WHAT THE TASK REQUIRES:
Should a line below contain the word "when", report it.

TASK INPUT:

----------------

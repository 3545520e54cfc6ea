//! Application configuration file support.
//!
//! Settings are read from an `erp.toml` file (every field has a default, so
//! the file itself is optional) and then overridden by environment variables.

use chrono::NaiveTime;
use serde::{Deserialize, Serialize};
use std::env;
use std::fs;
use std::path::{Path, PathBuf};
use std::time::Duration;

use crate::db::RecordCounts;

/// Errors raised while loading configuration.
#[derive(Debug, thiserror::Error)]
pub enum ConfigError {
    #[error("Failed to read config file {}: {source}", path.display())]
    Read {
        path: PathBuf,
        #[source]
        source: std::io::Error,
    },

    #[error("Failed to parse config file: {0}")]
    Parse(#[from] toml::de::Error),

    #[error("Invalid value for {key}: {message}")]
    Invalid { key: String, message: String },
}

/// Complete application configuration.
#[derive(Debug, Clone, Default, Serialize, Deserialize)]
pub struct AppConfig {
    #[serde(default)]
    pub server: ServerSettings,
    #[serde(default)]
    pub source: SourceSettings,
    #[serde(default)]
    pub reports: ReportSettings,
    #[serde(default)]
    pub schedule: ScheduleSettings,
}

/// HTTP listener settings.
#[derive(Debug, Clone, Serialize, Deserialize)]
pub struct ServerSettings {
    #[serde(default = "default_host")]
    pub host: String,
    #[serde(default = "default_port")]
    pub port: u16,
}

/// Data source selection and tuning.
#[derive(Debug, Clone, Serialize, Deserialize)]
pub struct SourceSettings {
    /// `synthetic` or `sqlserver`
    #[serde(rename = "type", default = "default_source_type")]
    pub source_type: String,
    /// Per-department fetch timeout.
    #[serde(default = "default_fetch_timeout_secs")]
    pub fetch_timeout_secs: u64,
    /// Fixed seed for the synthetic generator; random when absent.
    #[serde(default)]
    pub seed: Option<u64>,
    /// Row counts for the synthetic generator.
    #[serde(default)]
    pub records: RecordCounts,
}

/// Report output locations and retention.
#[derive(Debug, Clone, Serialize, Deserialize)]
pub struct ReportSettings {
    #[serde(default = "default_report_dir")]
    pub dir: PathBuf,
    #[serde(default = "default_csv_subdir")]
    pub csv_subdir: String,
    /// Age after which timestamped report copies are deleted; `0` keeps them forever.
    #[serde(default = "default_keep_days")]
    pub keep_days: u32,
}

/// Refresh cadence.
#[derive(Debug, Clone, Serialize, Deserialize)]
pub struct ScheduleSettings {
    #[serde(default = "default_true")]
    pub enabled: bool,
    /// Local wall-clock time of the daily run, `HH:MM`.
    #[serde(default = "default_daily_time")]
    pub daily_time: String,
    /// Interval between periodic refreshes; `0` disables the interval tick.
    #[serde(default = "default_refresh_interval_minutes")]
    pub refresh_interval_minutes: u64,
    #[serde(default = "default_true")]
    pub refresh_on_startup: bool,
}

fn default_host() -> String {
    "0.0.0.0".to_string()
}

fn default_port() -> u16 {
    5000
}

fn default_source_type() -> String {
    "synthetic".to_string()
}

fn default_fetch_timeout_secs() -> u64 {
    30
}

fn default_report_dir() -> PathBuf {
    PathBuf::from("reports")
}

fn default_csv_subdir() -> String {
    "csv".to_string()
}

fn default_keep_days() -> u32 {
    30
}

fn default_true() -> bool {
    true
}

fn default_daily_time() -> String {
    "08:00".to_string()
}

/// Longest accepted refresh interval.
const MAX_REFRESH_INTERVAL_MINUTES: u64 = 365 * 24 * 60;

fn default_refresh_interval_minutes() -> u64 {
    60
}

impl Default for ServerSettings {
    fn default() -> Self {
        Self {
            host: default_host(),
            port: default_port(),
        }
    }
}

impl Default for SourceSettings {
    fn default() -> Self {
        Self {
            source_type: default_source_type(),
            fetch_timeout_secs: default_fetch_timeout_secs(),
            seed: None,
            records: RecordCounts::default(),
        }
    }
}

impl Default for ReportSettings {
    fn default() -> Self {
        Self {
            dir: default_report_dir(),
            csv_subdir: default_csv_subdir(),
            keep_days: default_keep_days(),
        }
    }
}

impl Default for ScheduleSettings {
    fn default() -> Self {
        Self {
            enabled: true,
            daily_time: default_daily_time(),
            refresh_interval_minutes: default_refresh_interval_minutes(),
            refresh_on_startup: true,
        }
    }
}

impl ReportSettings {
    pub fn csv_dir(&self) -> PathBuf {
        self.dir.join(&self.csv_subdir)
    }
}

impl ScheduleSettings {
    /// Parse `daily_time` (`HH:MM` or `HH:MM:SS`).
    pub fn daily_at(&self) -> Result<NaiveTime, ConfigError> {
        NaiveTime::parse_from_str(&self.daily_time, "%H:%M")
            .or_else(|_| NaiveTime::parse_from_str(&self.daily_time, "%H:%M:%S"))
            .map_err(|e| ConfigError::Invalid {
                key: "schedule.daily_time".to_string(),
                message: format!("'{}': {}", self.daily_time, e),
            })
    }

    pub fn refresh_interval(&self) -> Option<Duration> {
        if self.refresh_interval_minutes == 0 {
            return None;
        }
        self.refresh_interval_minutes
            .checked_mul(60)
            .map(Duration::from_secs)
    }
}

impl AppConfig {
    /// Load configuration from a TOML file.
    pub fn from_file<P: AsRef<Path>>(path: P) -> Result<Self, ConfigError> {
        let path = path.as_ref();
        let content = fs::read_to_string(path).map_err(|source| ConfigError::Read {
            path: path.to_path_buf(),
            source,
        })?;
        Self::from_toml_str(&content)
    }

    pub fn from_toml_str(content: &str) -> Result<Self, ConfigError> {
        let config: AppConfig = toml::from_str(content)?;
        config.validate()?;
        Ok(config)
    }

    /// Locate the configuration file.
    ///
    /// `ERP_CONFIG` wins; otherwise `erp.toml` is searched in:
    /// 1. Current directory
    /// 2. `backend/` directory
    /// 3. Parent directory
    pub fn find_config_file() -> Option<PathBuf> {
        if let Ok(path) = env::var("ERP_CONFIG") {
            return Some(PathBuf::from(path));
        }

        [
            PathBuf::from("erp.toml"),
            PathBuf::from("backend/erp.toml"),
            PathBuf::from("../erp.toml"),
        ]
        .into_iter()
        .find(|p| p.exists())
    }

    /// Load from the default location (or defaults when no file exists) and
    /// apply environment overrides.
    pub fn load() -> Result<Self, ConfigError> {
        let mut config = match Self::find_config_file() {
            Some(path) => Self::from_file(path)?,
            None => Self::default(),
        };
        config.apply_env_overrides()?;
        Ok(config)
    }

    /// Override settings from environment variables.
    ///
    /// # Environment Variables
    /// - `HOST`, `PORT`: listener address
    /// - `SOURCE_TYPE`: `synthetic` | `sqlserver`
    /// - `FETCH_TIMEOUT_SECS`: per-department fetch timeout
    /// - `REPORT_DIR`: report output directory
    /// - `KEEP_REPORTS_DAYS`: retention of timestamped reports
    /// - `DAILY_REPORT_TIME`: `HH:MM`
    /// - `REFRESH_INTERVAL_MINUTES`: periodic refresh interval
    pub fn apply_env_overrides(&mut self) -> Result<(), ConfigError> {
        if let Ok(host) = env::var("HOST") {
            self.server.host = host;
        }
        if let Some(port) = parse_env("PORT")? {
            self.server.port = port;
        }
        if let Ok(source_type) = env::var("SOURCE_TYPE") {
            self.source.source_type = source_type;
        }
        if let Some(secs) = parse_env("FETCH_TIMEOUT_SECS")? {
            self.source.fetch_timeout_secs = secs;
        }
        if let Ok(dir) = env::var("REPORT_DIR") {
            self.reports.dir = PathBuf::from(dir);
        }
        if let Some(days) = parse_env("KEEP_REPORTS_DAYS")? {
            self.reports.keep_days = days;
        }
        if let Ok(time) = env::var("DAILY_REPORT_TIME") {
            self.schedule.daily_time = time;
        }
        if let Some(minutes) = parse_env("REFRESH_INTERVAL_MINUTES")? {
            self.schedule.refresh_interval_minutes = minutes;
        }
        self.validate()
    }

    fn validate(&self) -> Result<(), ConfigError> {
        self.schedule.daily_at()?;
        if self.schedule.refresh_interval_minutes > MAX_REFRESH_INTERVAL_MINUTES {
            return Err(ConfigError::Invalid {
                key: "schedule.refresh_interval_minutes".to_string(),
                message: format!("must be at most {} (one year)", MAX_REFRESH_INTERVAL_MINUTES),
            });
        }
        if self.source.fetch_timeout_secs == 0 {
            return Err(ConfigError::Invalid {
                key: "source.fetch_timeout_secs".to_string(),
                message: "must be greater than zero".to_string(),
            });
        }
        Ok(())
    }
}

fn parse_env<T: std::str::FromStr>(key: &str) -> Result<Option<T>, ConfigError>
where
    T::Err: std::fmt::Display,
{
    match env::var(key) {
        Ok(raw) => raw.trim().parse().map(Some).map_err(|e: T::Err| ConfigError::Invalid {
            key: key.to_string(),
            message: format!("'{}': {}", raw, e),
        }),
        Err(_) => Ok(None),
    }
}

----------------

ANSWER BELOW:
    /// Fixed seed for the synthetic generator; random when absent.
    /// Load from the default location (or defaults when no file exists) and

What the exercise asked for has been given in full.